With the toolpath generated, it is time to run the job. Presumably you know the specifics of your particular machine, so I'll only outline the high-level steps here:
Load the right tool. An engraving bit is best, though ordinary V-bits give acceptable results. Make sure that the tool angle matches that used to generate the toolpath (30 degrees is the default -- change this if needed).
Load the material. MDF seems to work best; plywood and ordinary lumber are too prone to chipping. Plastics have a tendency to melt and stick to the bit.
Zero X and Y axes at the top left corner of the eventual image location. Double check that the bottom right corner is in bounds.
Zero the Z axis to the top surface of the material.

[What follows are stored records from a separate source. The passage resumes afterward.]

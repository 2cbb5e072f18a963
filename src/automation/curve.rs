use serde::{Deserialize, Serialize};

#[derive(Debug, Clone, Copy, Default, PartialEq, Eq, Serialize, Deserialize)]
#[serde(rename_all = "lowercase")]
pub enum CurveShape {
    #[default]
    Linear,
    /// Slow start: `t²`
    Exponential,
    /// Fast start: `1 - (1 - t)²`
    Logarithmic,
}

impl CurveShape {
    pub fn apply(self, t: f32) -> f32 {
        let t = if t.is_finite() { t.clamp(0.0, 1.0) } else { 0.0 };
        match self {
            CurveShape::Linear => t,
            CurveShape::Exponential => t * t,
            CurveShape::Logarithmic => 1.0 - (1.0 - t) * (1.0 - t),
        }
    }
}

/// A parameter ramp from `start` to `end` over a placement.
#[derive(Debug, Clone, Copy, PartialEq, Serialize, Deserialize)]
pub struct Curve {
    pub start: f32,
    pub end: f32,
    #[serde(default)]
    pub shape: CurveShape,
}

impl Curve {
    pub fn constant(value: f32) -> Self {
        Self {
            start: value,
            end: value,
            shape: CurveShape::Linear,
        }
    }

    pub fn value_at(&self, progress: f32) -> f32 {
        self.start + (self.end - self.start) * self.shape.apply(progress)
    }
}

Load and run the toolpath. The engraving will begin in the top right corner and work its way down to the bottom right in a serpentine fashion.
Some tools (e.g. ShopBot) have an option to control acceleration ramping speeds. The intricate nature of many raster engraving toolpaths generated with this program tend to trigger unneccessary speed ramping on these machines, leading to very slow cycle times. The solution to this is to set more aggressive ramping values. (ShopBot users can use [VR].)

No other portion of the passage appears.